Ун иногда водил ее в Жесткие пещеры, стараясь показать, чего он стоит, и открыто гордился тем, что умеет произвести на нее впечатление. И он действительно производил на нее впечатление, хотя больше всего Дуа поражалась не его знаниям и уму — в них она не сомневалась, — а его готовности разделить эти знания с ней. (Она хорошо помнила, с какой резкостью ее левый породитель оборвал ее только потому, что она попыталась задать ему вопрос.) И особенно остро она ощущала свою любовь к Уну именно в те минуты, когда он позволял ей разделять с ним его жизнь. Однако это тоже было свидетельством ее олевелости.

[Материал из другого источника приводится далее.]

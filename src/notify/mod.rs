//! Alert formatting and delivery.

pub mod dispatcher;
pub mod email;
pub mod fallback;
pub mod fanout;
pub mod telegram;

use anyhow::Result;
use async_trait::async_trait;

pub use dispatcher::{format_alert, NotificationDispatcher};
pub use email::EmailTransport;
pub use fallback::LogTransport;
pub use fanout::FanoutTransport;
pub use telegram::TelegramTransport;

/// Message delivery channel.
#[async_trait]
pub trait Transport: Send + Sync {
    fn name(&self) -> &str;

    /// `Ok(true)` only when the channel accepted the message.
    async fn send(&self, text: &str) -> Result<bool>;

    /// Startup reachability check. Never fatal.
    async fn verify(&self) -> bool {
        true
    }
}
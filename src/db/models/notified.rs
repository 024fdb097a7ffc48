use chrono::{DateTime, Utc};
use serde::{Deserialize, Serialize};

use crate::models::AssignmentRecord;

/// One row of the seen journal: an assignment a notification was attempted
/// for.
#[derive(Debug, Clone, PartialEq, Eq, Serialize, Deserialize)]
#[serde(rename_all = "camelCase")]
pub struct NotifiedAssignment {
    pub id: String,
    pub client_name: String,
    pub scheduled_time: String,
    pub delivered: bool,
    pub notified_at: DateTime<Utc>,
}

impl NotifiedAssignment {
    pub fn from_record(record: &AssignmentRecord, delivered: bool) -> Self {
        Self {
            id: record.id.clone(),
            client_name: record.client_name.clone(),
            scheduled_time: record.scheduled_time.clone(),
            delivered,
            notified_at: Utc::now(),
        }
    }
}
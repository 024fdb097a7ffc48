use std::fmt;
use std::path::Path;

use serde::Serialize;

use crate::db::NotifiedAssignment;
use crate::models::AssignmentRecord;

/// What one poll cycle did.
#[derive(Debug, Clone, Default, PartialEq, Eq, Serialize)]
#[serde(rename_all = "camelCase")]
pub struct CycleReport {
    pub cycle: u64,
    pub found: usize,
    pub new: usize,
    pub notified: usize,
    pub failed: usize,
    pub strategy: Option<String>,
}

impl fmt::Display for CycleReport {
    fn fmt(&self, f: &mut fmt::Formatter<'_>) -> fmt::Result {
        write!(
            f,
            "cycle {}: found={} new={} notified={} failed={} strategy={}",
            self.cycle,
            self.found,
            self.new,
            self.notified,
            self.failed,
            self.strategy.as_deref().unwrap_or("none")
        )
    }
}

/// Plain-text listing used by the one-shot dump command.
pub fn format_dump(records: &[AssignmentRecord]) -> String {
    if records.is_empty() {
        return "No assignments found.\n".to_string();
    }
    let mut out = format!("Found {} assignments\n", records.len());
    for (index, record) in records.iter().enumerate() {
        out.push_str(&format!(
            "\n[{}] {}\n  Client:   {}\n  Time:     {}\n  Duration: {}\n  Location: {}\n",
            index + 1,
            record.id,
            record.client_name,
            record.scheduled_time,
            record.duration,
            record.location,
        ));
    }
    out
}

/// Seen-journal entries, newest first, one per line.
pub fn format_history(journal: &Path, entries: &[NotifiedAssignment]) -> String {
    if entries.is_empty() {
        return format!("Seen journal {} is empty.\n", journal.display());
    }
    let mut out = format!(
        "Last {} notifications in {}\n",
        entries.len(),
        journal.display()
    );
    for entry in entries {
        out.push_str(&format!(
            "{} {:<6} {}  {} at {}\n",
            entry.notified_at.format("%Y-%m-%d %H:%M:%S"),
            if entry.delivered { "sent" } else { "failed" },
            entry.id,
            entry.client_name,
            entry.scheduled_time,
        ));
    }
    out
}
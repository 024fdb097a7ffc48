use anyhow::{Context, Result};
use chrono::{DateTime, Utc};

pub fn parse_datetime(value: &str, field: &str) -> Result<DateTime<Utc>> {
    DateTime::parse_from_rfc3339(value)
        .map(|dt| dt.with_timezone(&Utc))
        .with_context(|| format!("failed to parse {field}"))
}
use std::time::Duration;

use tokio::time::Instant;

use crate::browser::{find_first, Browser};
use crate::diagnostics::DiagnosticsCollector;
use crate::settings::Settings;

use super::signals::{
    classify_login, is_login_surface, wait_for_any, LoginOutcome, PASSWORD_SELECTORS,
    SUBMIT_SELECTORS, USERNAME_SELECTORS,
};

const ENABLE_LOGS: bool = true;

use crate::{log_error, log_info, log_warn};

#[derive(Debug, Clone, Copy, PartialEq, Eq)]
pub enum SessionState {
    Unauthenticated,
    Authenticating,
    Authenticated,
    Expired,
}

#[derive(Debug, Clone)]
pub struct SessionConfig {
    pub login_url: String,
    pub landing_url: String,
    pub username: String,
    pub password: String,
    pub wait_timeout: Duration,
    pub wait_poll: Duration,
    pub max_age: Duration,
}

impl SessionConfig {
    pub fn from_settings(settings: &Settings) -> Self {
        Self {
            login_url: settings.site.login_url.clone(),
            landing_url: settings.site.jobs_url.clone(),
            username: settings.credentials.username.clone(),
            password: settings.credentials.password.clone(),
            wait_timeout: settings.wait_timeout(),
            wait_poll: settings.wait_poll(),
            max_age: settings.session_max_age(),
        }
    }
}

/// Owns the single authenticated browser session. Extraction borrows the
/// browser through [`SessionController::browser`] and never outlives a cycle.
pub struct SessionController<B: Browser> {
    browser: B,
    config: SessionConfig,
    diagnostics: DiagnosticsCollector,
    state: SessionState,
    authenticated_at: Option<Instant>,
    logins: u64,
}

impl<B: Browser> SessionController<B> {
    pub fn new(browser: B, config: SessionConfig, diagnostics: DiagnosticsCollector) -> Self {
        Self {
            browser,
            config,
            diagnostics,
            state: SessionState::Unauthenticated,
            authenticated_at: None,
            logins: 0,
        }
    }

    pub fn browser(&self) -> &B {
        &self.browser
    }

    pub fn state(&self) -> SessionState {
        self.state
    }

    /// Number of successful logins so far.
    pub fn login_count(&self) -> u64 {
        self.logins
    }

    /// Returns immediately when the current session still looks fresh,
    /// otherwise runs a full login.
    pub async fn ensure_authenticated(&mut self) -> bool {
        if self.state == SessionState::Authenticated {
            if self.is_fresh().await {
                return true;
            }
            log_info!("Session expired, logging in again");
            self.state = SessionState::Expired;
        }
        self.login().await
    }

    async fn is_fresh(&self) -> bool {
        let young = self
            .authenticated_at
            .is_some_and(|at| at.elapsed() < self.config.max_age);
        if !young {
            return false;
        }
        match self.browser.current_url().await {
            Ok(url) => !is_login_surface(&url),
            Err(err) => {
                log_warn!("cannot read current url, treating session as stale: {err:#}");
                false
            }
        }
    }

    pub async fn login(&mut self) -> bool {
        self.state = SessionState::Authenticating;
        let ok = self.try_login().await;
        if ok {
            self.state = SessionState::Authenticated;
            self.authenticated_at = Some(Instant::now());
            self.logins += 1;
        } else {
            self.state = SessionState::Unauthenticated;
            self.authenticated_at = None;
        }
        ok
    }

    async fn try_login(&self) -> bool {
        let browser = &self.browser;
        let cfg = &self.config;

        log_info!("Opening login page {}", cfg.login_url);
        if let Err(err) = browser.navigate(&cfg.login_url).await {
            log_error!("Login page unreachable: {err:#}");
            return false;
        }

        let Some(username) =
            wait_for_any(browser, USERNAME_SELECTORS, cfg.wait_timeout, cfg.wait_poll).await
        else {
            log_error!("Username field not found after {}ms", cfg.wait_timeout.as_millis());
            self.diagnostics.capture(browser, "login_form_missing").await;
            return false;
        };

        let Some((password, _)) = find_first(browser, PASSWORD_SELECTORS, None).await else {
            log_error!("Password field not found");
            self.diagnostics.capture(browser, "password_missing").await;
            return false;
        };

        if let Err(err) = browser.type_text(&username, &cfg.username).await {
            log_error!("Failed to enter username: {err:#}");
            return false;
        }
        if let Err(err) = browser.type_text(&password, &cfg.password).await {
            log_error!("Failed to enter password: {err:#}");
            return false;
        }

        let Some((submit, index)) = find_first(browser, SUBMIT_SELECTORS, None).await else {
            log_error!("Login button not found");
            self.diagnostics.capture(browser, "submit_missing").await;
            return false;
        };
        log_info!("Submitting credentials via {}", SUBMIT_SELECTORS[index]);
        if let Err(err) = browser.click(&submit).await {
            log_error!("Login submit failed: {err:#}");
            return false;
        }

        let outcome = classify_login(browser, cfg.wait_timeout, cfg.wait_poll).await;
        match outcome {
            LoginOutcome::Confirmed(signal) => log_info!("Login confirmed by {signal:?} signal"),
            LoginOutcome::Assumed => {
                log_warn!("No post-login signal matched; assuming success");
                self.diagnostics.capture(browser, "login_ambiguous").await;
            }
            LoginOutcome::Failed => {
                let url = browser.current_url().await.unwrap_or_default();
                log_error!("Login failed, still on {url}");
                self.diagnostics.capture(browser, "login_failed").await;
                return false;
            }
        }

        // The app does not reliably land on the jobs view by itself.
        if let Err(err) = browser.navigate(&cfg.landing_url).await {
            log_warn!("Could not open landing page {}: {err:#}", cfg.landing_url);
        }
        true
    }

    /// Release the browser. Consumes the controller so no extraction can run
    /// against a closed session.
    pub async fn shutdown(self) {
        if let Err(err) = self.browser.close().await {
            log_warn!("browser shutdown failed: {err:#}");
        }
    }
}
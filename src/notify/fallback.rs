use anyhow::Result;
use async_trait::async_trait;

use super::Transport;

/// Fallback channel when no messaging credentials are configured: alerts go
/// to the log and always count as delivered.
pub struct LogTransport;

#[async_trait]
impl Transport for LogTransport {
    fn name(&self) -> &str {
        "log"
    }

    async fn send(&self, text: &str) -> Result<bool> {
        log::info!("ALERT\n{text}");
        Ok(true)
    }
}
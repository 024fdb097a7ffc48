use anyhow::{Context, Result};
use log::info;

/// Resolve on SIGINT (Ctrl-C) or, on unix, SIGTERM.
#[cfg(unix)]
pub async fn wait_for_shutdown_signal() -> Result<()> {
    use tokio::signal::unix::{signal, SignalKind};

    let mut sigterm =
        signal(SignalKind::terminate()).context("failed to install SIGTERM handler")?;

    tokio::select! {
        _ = sigterm.recv() => info!("Received SIGTERM, shutting down"),
        res = tokio::signal::ctrl_c() => {
            res.context("failed to listen for Ctrl-C")?;
            info!("Received SIGINT, shutting down");
        }
    }
    Ok(())
}

#[cfg(not(unix))]
pub async fn wait_for_shutdown_signal() -> Result<()> {
    tokio::signal::ctrl_c()
        .await
        .context("failed to listen for Ctrl-C")?;
    info!("Received Ctrl-C, shutting down");
    Ok(())
}
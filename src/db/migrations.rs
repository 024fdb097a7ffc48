use anyhow::{bail, Context, Result};
use rusqlite::{Connection, Transaction};

const CURRENT_SCHEMA_VERSION: i32 = 1;

pub fn run_migrations(conn: &mut Connection) -> Result<()> {
    let mut version: i32 = conn
        .pragma_query_value(None, "user_version", |row| row.get(0))
        .context("failed to read user_version pragma")?;

    if version > CURRENT_SCHEMA_VERSION {
        bail!(
            "database version ({}) is newer than supported schema ({})",
            version,
            CURRENT_SCHEMA_VERSION
        );
    }

    if version == CURRENT_SCHEMA_VERSION {
        return Ok(());
    }

    let tx = conn
        .transaction()
        .context("failed to open migration transaction")?;

    while version < CURRENT_SCHEMA_VERSION {
        let next_version = version + 1;
        apply_migration(&tx, next_version)
            .with_context(|| format!("migration to version {next_version} failed"))?;
        version = next_version;
    }

    tx.pragma_update(None, "user_version", CURRENT_SCHEMA_VERSION)
        .context("failed to update user_version pragma")?;
    tx.commit().context("failed to commit migrations")?;

    Ok(())
}

fn apply_migration(tx: &Transaction<'_>, version: i32) -> Result<()> {
    match version {
        1 => {
            tx.execute_batch(include_str!("schemas/schema_v1.sql"))
                .context("failed to execute schema_v1.sql")?;
            Ok(())
        }
        _ => bail!("unknown migration target version: {version}"),
    }
}

#[cfg(test)]
mod tests {
    use super::*;

    #[test]
    fn migrations_are_idempotent() {
        let mut conn = Connection::open_in_memory().unwrap();
        run_migrations(&mut conn).unwrap();
        run_migrations(&mut conn).unwrap();

        let version: i32 = conn
            .pragma_query_value(None, "user_version", |row| row.get(0))
            .unwrap();
        assert_eq!(version, CURRENT_SCHEMA_VERSION);
    }

    #[test]
    fn newer_database_is_rejected() {
        let mut conn = Connection::open_in_memory().unwrap();
        conn.pragma_update(None, "user_version", CURRENT_SCHEMA_VERSION + 1)
            .unwrap();
        assert!(run_migrations(&mut conn).is_err());
    }
}
pub mod notified;

pub use notified::NotifiedAssignment;
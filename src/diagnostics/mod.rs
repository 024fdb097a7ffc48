//! Page snapshots for offline troubleshooting. Everything here is best
//! effort: failures are logged and swallowed, and nothing is read back by the
//! engine.

use std::{
    fs,
    path::{Path, PathBuf},
};

use anyhow::{Context, Result};
use chrono::Local;

use crate::browser::Browser;
use crate::settings::DiagnosticsSettings;

const ENABLE_LOGS: bool = true;

use crate::{log_info, log_warn};

const HTML_PREFIX: &str = "page_";
const SCREENSHOT_PREFIX: &str = "screenshot_";

#[derive(Debug, Clone, Default, PartialEq, Eq)]
pub struct Snapshot {
    pub html: Option<PathBuf>,
    pub screenshot: Option<PathBuf>,
}

#[derive(Debug, Clone)]
pub struct DiagnosticsCollector {
    dir: PathBuf,
    max_html_files: usize,
    max_screenshot_files: usize,
    cleanup_enabled: bool,
}

impl DiagnosticsCollector {
    pub fn new(settings: &DiagnosticsSettings) -> Self {
        Self {
            dir: settings.dir.clone(),
            max_html_files: settings.max_html_files,
            max_screenshot_files: settings.max_screenshot_files,
            cleanup_enabled: settings.cleanup_enabled,
        }
    }

    /// Save the current markup and a screenshot, tagged with `label`.
    pub async fn capture<B: Browser>(&self, browser: &B, label: &str) -> Snapshot {
        let stamp = Local::now().format("%Y%m%d_%H%M%S%3f");
        let label = sanitize_label(label);
        let mut snapshot = Snapshot::default();

        if let Err(err) = fs::create_dir_all(&self.dir) {
            log_warn!(
                "cannot create diagnostics dir {}: {err}",
                self.dir.display()
            );
            return snapshot;
        }

        match browser.page_source().await {
            Ok(html) => {
                let path = self.dir.join(format!("{HTML_PREFIX}{label}_{stamp}.html"));
                match fs::write(&path, html) {
                    Ok(()) => snapshot.html = Some(path),
                    Err(err) => log_warn!("failed to write {}: {err}", path.display()),
                }
            }
            Err(err) => log_warn!("page source unavailable for snapshot {label}: {err:#}"),
        }

        match browser.snapshot().await {
            Ok(png) => {
                let path = self
                    .dir
                    .join(format!("{SCREENSHOT_PREFIX}{label}_{stamp}.png"));
                match fs::write(&path, png) {
                    Ok(()) => snapshot.screenshot = Some(path),
                    Err(err) => log_warn!("failed to write {}: {err}", path.display()),
                }
            }
            Err(err) => log_warn!("screenshot unavailable for snapshot {label}: {err:#}"),
        }

        log_info!(
            "Diagnostic snapshot {label}: html={:?} screenshot={:?}",
            snapshot.html,
            snapshot.screenshot
        );
        snapshot
    }

    /// Evict the oldest artifacts above the configured maximum of each kind.
    /// Returns how many files were removed.
    pub fn prune(&self) -> usize {
        if !self.cleanup_enabled {
            return 0;
        }
        let mut removed = 0;
        for (prefix, keep) in [
            (HTML_PREFIX, self.max_html_files),
            (SCREENSHOT_PREFIX, self.max_screenshot_files),
        ] {
            match prune_kind(&self.dir, prefix, keep) {
                Ok(count) => removed += count,
                Err(err) => {
                    log_warn!("pruning {prefix}* in {} failed: {err:#}", self.dir.display())
                }
            }
        }
        if removed > 0 {
            log_info!("Pruned {removed} old diagnostic files");
        }
        removed
    }
}

fn prune_kind(dir: &Path, prefix: &str, keep: usize) -> Result<usize> {
    if !dir.exists() {
        return Ok(0);
    }

    let mut files = Vec::new();
    for entry in fs::read_dir(dir).with_context(|| format!("cannot list {}", dir.display()))? {
        let entry = entry?;
        let name = entry.file_name().to_string_lossy().into_owned();
        if !name.starts_with(prefix) || !entry.file_type()?.is_file() {
            continue;
        }
        let modified = entry.metadata()?.modified()?;
        files.push((modified, name, entry.path()));
    }

    if files.len() <= keep {
        return Ok(0);
    }

    // Oldest first; the timestamp in the name breaks mtime ties.
    files.sort();
    let excess = files.len() - keep;
    let mut removed = 0;
    for (_, _, path) in files.into_iter().take(excess) {
        match fs::remove_file(&path) {
            Ok(()) => removed += 1,
            Err(err) => log_warn!("failed to remove {}: {err}", path.display()),
        }
    }
    Ok(removed)
}

fn sanitize_label(label: &str) -> String {
    label
        .chars()
        .map(|c| if c.is_ascii_alphanumeric() || c == '-' { c } else { '_' })
        .collect()
}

Возможно даже (она вновь и вновь возвращалась к этой мысли), что именно олевелость сближала ее с У ном, отдаляя от Тритта, и, наверное, именно поэтому упрямая узость правника была ей так неприятна. Ун никогда не выражал своего отношения к такому необычному положению вещей в их триаде, но Тритт, пожалуй, смутно ощущал что-то неладное и, хотя был неспособен понять, в чем дело, все же улавливал достаточно, чтобы чувствовать себя несчастным и не разбираясь в причинах.
Когда она впервые попала в Жесткие пещеры, ей довелось услышать разговор двух Жестких. Конечно, тогда она не поняла, что они разговаривают. Просто воздух вибрировал очень сильно и неравномерно, отчего у нее где-то глубоко внутри возник неприятный зуд. Она даже начала разреживаться, чтобы вибрации проходили насквозь, не задевая ее. Но тут Ун сказал:
«Это они разговаривают».
И поспешил добавить, предвосхищая ее недоуменный вопрос:
«По-своему. Мы так не можем. Но они друг друга понимают».
Дуа сразу сумела уловить это совершенно непривычное для нее представление — и радость познания нового стала еще больше потому, что Ун был очень доволен ее сообразительностью. (Он как-то сказал: «У всех рационалов, которых я знаю, эмоционали — совершенные дурочки. Мне удивительно повезло». А она ответила: «Но другим рационалам нравятся как раз дурочки. Почему ты не такой, как они?» Ун не стал отрицать, что другим рационалам нравятся дурочки, а просто заметил: «Я никогда над этим не размышлял, и, на мой взгляд, это не стоит размышлений. Просто я горжусь тобой и я горд своей гордостью».)
Она спросила: «А ты понимаешь, что говорят Жесткие, когда они говорят по-своему?»
«Не совсем, — ответил Ун. — Я не успеваю воспринимать различия в колебаниях. Иногда мне удается уловить ощущение общего смысла их речи — особенно после синтеза. Но далеко не всегда. Улавливать ощущения — это, собственно, свойство эмоционалей, но беда в том, что эмоциональ неспособна воспринять смысл того ощущения, которое она улавливает. А вот ты, пожалуй, сумела бы».
Дуа застеснялась.
«Я бы побоялась. А вдруг им это не понравится?»
«Ну, попробуй! Мне очень интересно знать, получится ли у тебя что-нибудь. Проверь, сможешь ли ты понять, о чем они говорят».
«Ты правда этого хочешь?»
«Правда. Если они поймают тебя на этом и рассердятся, я скажу, что это я тебе велел».
«Обещаешь?»
«Обещаю».
Сама почти вибрируя, Дуа рискнула настроиться на Жестких и замерла в полной пассивности, которая дает возможность воспринимать чужие ощущения.
Она сказала:
«Возбуждение! Они волнуются. Из-за кого-то нового».
«Может быть, это Эстуолд», — заметил Ун.